Hoover's Soviet-era posters join acclaimed exhibit at Art Institute of Chicago

Top-notch Soviet artists and writers cranked out propaganda and boosted morale during World War II. Now their posters, from the archives of the Hoover Institution, are on view in an acclaimed exhibit at the Art Institute of Chicago.

By Cynthia Haven

A woman, representing the United States, gives food to starving Russian children in a poster highlighting the efforts of U.S. president and Stanford alumnus Herbert Hoover to provide aid to the Russians after the First World War. (Hoover Institution Library and Archives)

"I want the pen to be on par with the bayonet," said Vladimir Mayakovsky, one of Russia's foremost poets and a tireless spokesman for what he called "Communist futurism."

And for a while, it was so. The fledgling Soviet government employed top-notch writers and artists, including Mayakovsky, to crank out posters propagandizing the new era of Communism and, during World War II, pump up the morale of a badly battered nation.

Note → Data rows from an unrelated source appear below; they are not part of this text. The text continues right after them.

use relative_path::RelativePathBuf;

/// A file found under the content root.
#[derive(
    Clone, Debug, PartialEq, Eq, PartialOrd, Ord, Hash, serde::Serialize, serde::Deserialize,
)]
#[cfg_attr(not(feature = "unstable"), non_exhaustive)]
pub struct SourcePath {
    pub abs_path: std::path::PathBuf,
    pub rel_path: RelativePathBuf,
}

impl SourcePath {
    pub fn from_root(root: &std::path::Path, path: &std::path::Path) -> Option<Self> {
        let abs_path = path.to_owned();
        let rel_path = path.strip_prefix(root).ok()?;
        let rel_path = RelativePathBuf::from_path(rel_path).ok()?;
        Some(Self { abs_path, rel_path })
    }

    /// Whether this file lives at or below `dir`.
    pub fn is_within(&self, dir: &relative_path::RelativePath) -> bool {
        dir.as_str().is_empty() || self.rel_path.starts_with(dir)
    }
}
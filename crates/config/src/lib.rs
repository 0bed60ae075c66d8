mod articles;
mod config;
mod feeds;
mod integrations;
mod links;
mod markdown;
mod pagination;
mod site;
mod statics;
mod theme;

pub mod path;

pub use self::articles::*;
pub use self::config::*;
pub use self::feeds::*;
pub use self::integrations::*;
pub use self::links::*;
pub use self::markdown::*;
pub use self::pagination::*;
pub use self::path::RelPath;
pub use self::site::*;
pub use self::statics::*;
pub use self::theme::*;

type Status = status::Status;
type Result<T, E = Status> = std::result::Result<T, E>;
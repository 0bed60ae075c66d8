use crate::args;
use crate::error::*;

/// Copy static paths into the output folder
#[derive(Clone, Debug, PartialEq, Eq, clap::Args)]
pub(crate) struct StaticArgs {
    #[command(flatten, next_help_heading = "Config")]
    pub(crate) config: args::ConfigArgs,
}

impl StaticArgs {
    pub(crate) fn run(&self) -> Result<()> {
        let config = self.config.load_config()?;

        let plan = siteconf::statics::StaticPlan::new(&config)?;
        if plan.is_empty() {
            info!("No static files to copy");
            return Ok(());
        }

        plan.copy(&config.destination)?;
        info!(
            "Copied {} static file(s) into {}",
            plan.entries().len(),
            config.destination.display()
        );

        Ok(())
    }
}
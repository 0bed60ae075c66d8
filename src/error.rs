pub type Error = anyhow::Error;
pub type Result<T, E = Error> = std::result::Result<T, E>;
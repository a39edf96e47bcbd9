//! CLI entry point: module declarations and the `run()` dispatcher

mod analyze;
mod args;
mod watch;

use anyhow::anyhow;
use args::{Args, Command};
use clap::Parser;
use colored::Colorize;
use livelint::client::sample;
use livelint::{AnalyzerRegistry, Language, ServerConfig};
use std::path::Path;
use std::process::ExitCode;

/// Main CLI entry point: parse args and dispatch to the appropriate handler
pub async fn run() -> anyhow::Result<ExitCode> {
    let args = Args::parse();

    let default_filter = if args.verbose { "debug" } else { "warn" };
    env_logger::Builder::from_env(env_logger::Env::default().default_filter_or(default_filter))
        .target(env_logger::Target::Stderr)
        .init();

    if args.no_color {
        colored::control::set_override(false);
    }

    let config = load_config(args.config.as_deref())?;

    match args.command {
        Command::Analyze {
            file,
            language,
            output_format,
            mock,
            timeout_ms,
            quiet,
        } => {
            let mut analysis = config.analysis;
            analysis.mock |= mock;
            if let Some(timeout_ms) = timeout_ms {
                analysis.timeout_ms = timeout_ms;
            }
            let language = language_for(&file, language.as_deref())?;
            analyze::analyze_file(&file, &language, &analysis, output_format, quiet).await
        }
        Command::Watch {
            file,
            server,
            token,
            language,
            quiet_period_ms,
            response_timeout_ms,
            once,
        } => {
            let language: Language = language_for(&file, language.as_deref())?.parse()?;
            let options = watch::WatchOptions {
                server,
                token,
                language,
                quiet_period: std::time::Duration::from_millis(quiet_period_ms),
                response_timeout: response_timeout_ms.map(std::time::Duration::from_millis),
                once,
            };
            watch::run_watch(&file, options).await?;
            Ok(ExitCode::SUCCESS)
        }
        Command::Languages => {
            list_languages(&config);
            Ok(ExitCode::SUCCESS)
        }
        Command::Samples { language } => {
            print_samples(language.as_deref())?;
            Ok(ExitCode::SUCCESS)
        }
    }
}

/// Explicit file, else discovered file, else defaults; env overrides on top
fn load_config(path: Option<&Path>) -> anyhow::Result<ServerConfig> {
    let mut config = match path {
        Some(path) => ServerConfig::from_file(path)?,
        None => std::env::current_dir()
            .ok()
            .and_then(ServerConfig::discover)
            .unwrap_or_default(),
    };
    config.apply_env(|key| std::env::var(key).ok());
    Ok(config)
}

/// Language identifier from `--language` or the file extension
fn language_for(file: &Path, explicit: Option<&str>) -> anyhow::Result<String> {
    if let Some(language) = explicit {
        return Ok(language.to_string());
    }
    file.extension()
        .and_then(|ext| ext.to_str())
        .and_then(Language::from_extension)
        .map(|language| language.id().to_string())
        .ok_or_else(|| {
            anyhow!(
                "cannot infer the language of {}; pass --language",
                file.display()
            )
        })
}

fn list_languages(config: &ServerConfig) {
    let registry = AnalyzerRegistry::from_config(&config.analysis);
    let mode = if config.analysis.mock { " (mock)" } else { "" };

    for language in Language::ALL {
        let status = if registry.get(language).is_some() {
            format!("enabled{}", mode).green()
        } else {
            "disabled".dimmed()
        };
        println!(
            "{:<12} .{:<6} {}",
            language.id().bold(),
            language.extension(),
            status
        );
    }
}

fn print_samples(language: Option<&str>) -> anyhow::Result<()> {
    let languages = match language {
        Some(id) => vec![id.parse::<Language>()?],
        None => Language::ALL.to_vec(),
    };

    for (i, language) in languages.iter().enumerate() {
        if languages.len() > 1 {
            if i > 0 {
                println!();
            }
            println!("{}", format!("// {}", language).cyan().bold());
        }
        println!("{}", sample(*language));
    }
    Ok(())
}
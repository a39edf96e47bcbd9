//! Core type definitions shared by analyzers, the dispatcher and clients

mod diagnostic;
mod error;
mod language;
mod results;

pub use diagnostic::*;
pub use error::*;
pub use language::*;
pub use results::*;
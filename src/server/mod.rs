//! HTTP service hosting the live session socket
//!
//! Routes:
//!
//! - `GET /ws?token=<token>`: token-authenticated WebSocket upgrade
//! - `GET /health`: liveness and connection count
//! - `GET /metrics`: Prometheus metrics
//! - `GET /`: service banner
//!
//! Every HTTP request passes through a layer that logs it and records
//! request metrics.

pub mod auth;
mod connection;
pub mod metrics;
pub mod ratelimit;

pub use auth::{
    MockTokenVerifier, RemoteTokenVerifier, SharedVerifier, StaticTokenVerifier, TokenVerifier,
    UserId, verifier_from_config,
};
pub use metrics::Metrics;
pub use ratelimit::RateLimiter;

use crate::config::{RateLimitConfig, ServerConfig};
use crate::dispatch::Dispatcher;
use crate::types::{AuthError, Result};
use axum::Router;
use axum::extract::ws::rejection::WebSocketUpgradeRejection;
use axum::extract::ws::WebSocketUpgrade;
use axum::extract::{Query, State};
use axum::http::StatusCode;
use axum::middleware;
use axum::response::{IntoResponse, Response};
use axum::routing::get;
use axum::Json;
use serde::Deserialize;
use serde_json::{Value, json};
use std::future::Future;
use std::sync::Arc;
use std::sync::atomic::{AtomicUsize, Ordering};
use std::time::Duration;
use tokio::net::TcpListener;

/// How often idle rate-limit entries are pruned
pub const PRUNE_INTERVAL: Duration = Duration::from_secs(60);

/// State shared by every request handler
#[derive(Clone)]
pub struct AppState {
    pub(crate) dispatcher: Arc<Dispatcher>,
    pub(crate) verifier: SharedVerifier,
    pub(crate) limiter: Arc<RateLimiter>,
    pub(crate) active: Arc<AtomicUsize>,
    pub(crate) metrics: Arc<Metrics>,
}

impl AppState {
    /// Assemble server state from its collaborators
    pub fn new(
        dispatcher: Dispatcher,
        verifier: SharedVerifier,
        rate_limit: &RateLimitConfig,
    ) -> Result<Self> {
        Ok(Self {
            dispatcher: Arc::new(dispatcher),
            verifier,
            limiter: Arc::new(RateLimiter::new(rate_limit.requests, rate_limit.window())),
            active: Arc::new(AtomicUsize::new(0)),
            metrics: Arc::new(Metrics::new()?),
        })
    }

    /// Build the state described by a full server configuration
    pub fn from_config(config: &ServerConfig) -> Result<Self> {
        let dispatcher = Dispatcher::from_config(&config.analysis);
        let verifier = verifier_from_config(&config.auth)?;
        log::info!(
            "Analyzers: {:?}{}",
            dispatcher.registry().languages(),
            if config.analysis.mock { " (mock)" } else { "" }
        );
        Self::new(dispatcher, verifier, &config.rate_limit)
    }

    /// Number of open sockets
    pub fn active_connections(&self) -> usize {
        self.active.load(Ordering::SeqCst)
    }
}

/// Build the router
pub fn router(state: AppState) -> Router {
    Router::new()
        .route("/", get(index))
        .route("/health", get(health))
        .route("/metrics", get(metrics::metrics_handler))
        .route("/ws", get(ws_handler))
        .layer(middleware::from_fn_with_state(state.clone(), metrics::track_requests))
        .with_state(state)
}

/// Serve until `shutdown` resolves
pub async fn serve<F>(listener: TcpListener, state: AppState, shutdown: F) -> std::io::Result<()>
where
    F: Future<Output = ()> + Send + 'static,
{
    if let Ok(addr) = listener.local_addr() {
        log::info!("WebSocket endpoint: ws://{}/ws", addr);
        log::info!("Health check: http://{}/health", addr);
        log::info!("Prometheus metrics: http://{}/metrics", addr);
    }

    let pruner = state.limiter.spawn_pruner(PRUNE_INTERVAL);
    let served = axum::serve(listener, router(state))
        .with_graceful_shutdown(shutdown)
        .await;
    pruner.abort();
    log::info!("Server stopped");
    served
}

/// Resolve on Ctrl-C or SIGTERM
pub async fn shutdown_signal() {
    let ctrl_c = async {
        if let Err(e) = tokio::signal::ctrl_c().await {
            log::error!("Failed to listen for Ctrl-C: {}", e);
            std::future::pending::<()>().await;
        }
    };

    #[cfg(unix)]
    let terminate = async {
        match tokio::signal::unix::signal(tokio::signal::unix::SignalKind::terminate()) {
            Ok(mut signal) => {
                signal.recv().await;
            }
            Err(e) => {
                log::error!("Failed to listen for SIGTERM: {}", e);
                std::future::pending::<()>().await;
            }
        }
    };

    #[cfg(not(unix))]
    let terminate = std::future::pending::<()>();

    tokio::select! {
        _ = ctrl_c => {},
        _ = terminate => {},
    }
    log::info!("Shutting down server...");
}

async fn index() -> Json<Value> {
    Json(json!({
        "message": "livelint live analysis server",
        "version": crate::VERSION,
        "endpoints": {
            "/ws": "WebSocket endpoint",
            "/health": "Health check",
            "/metrics": "Prometheus metrics",
        },
    }))
}

async fn health(State(state): State<AppState>) -> Json<Value> {
    Json(json!({
        "status": "healthy",
        "timestamp": chrono::Utc::now().to_rfc3339(),
        "active_connections": state.active_connections(),
    }))
}

#[derive(Debug, Deserialize)]
struct WsParams {
    token: Option<String>,
}

async fn ws_handler(
    State(state): State<AppState>,
    Query(params): Query<WsParams>,
    upgrade: std::result::Result<WebSocketUpgrade, WebSocketUpgradeRejection>,
) -> Response {
    let token = params.token.unwrap_or_default();
    if token.is_empty() {
        log::warn!("Rejected WebSocket request without token");
        return (StatusCode::UNAUTHORIZED, "Missing auth token").into_response();
    }

    let user_id = match state.verifier.verify(&token).await {
        Ok(user_id) => user_id,
        Err(AuthError::MissingToken) => {
            return (StatusCode::UNAUTHORIZED, "Missing auth token").into_response();
        }
        Err(e) => {
            log::warn!("Failed to verify token: {}", e);
            return (StatusCode::UNAUTHORIZED, "Invalid auth token").into_response();
        }
    };

    match upgrade {
        Ok(upgrade) => upgrade
            .on_upgrade(move |socket| connection::handle_socket(socket, state, user_id))
            .into_response(),
        Err(rejection) => rejection.into_response(),
    }
}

In a cooperative agreement with the Art Institute of Chicago, Stanford's Hoover Institution has loaned 26 original, hand-painted Soviet posters to Chicago's current acclaimed exhibition "Windows on the War: Soviet TASS Posters at Home and Abroad, 1941-45." The exhibition continues through Oct. 23.

The Hoover Institution is well known for its collections of Soviet materials, and about a sixth of the exhibition is drawn from its archives.

"It's great exposure for one of our most important collections," said Richard Sousa, director of Hoover's library and archives.

"The opportunity to partner with such a prestigious institution and offer so many people the chance to see artistic history, firsthand, just made sense," Sousa said.

The exhibition also includes a trove of posters from TASS, the Soviet news and propaganda agency, discovered in a closet at the Art Institute of Chicago in 1997.

The survival of the posters fought heavy odds: The cheap wartime paper did not age well, and as the war dragged on, the quality of paint and other materials deteriorated. The valiant painters were reduced to using acetone and finally bedbug pesticide in place of paint thinner and turpentine on the hand-ground pigments.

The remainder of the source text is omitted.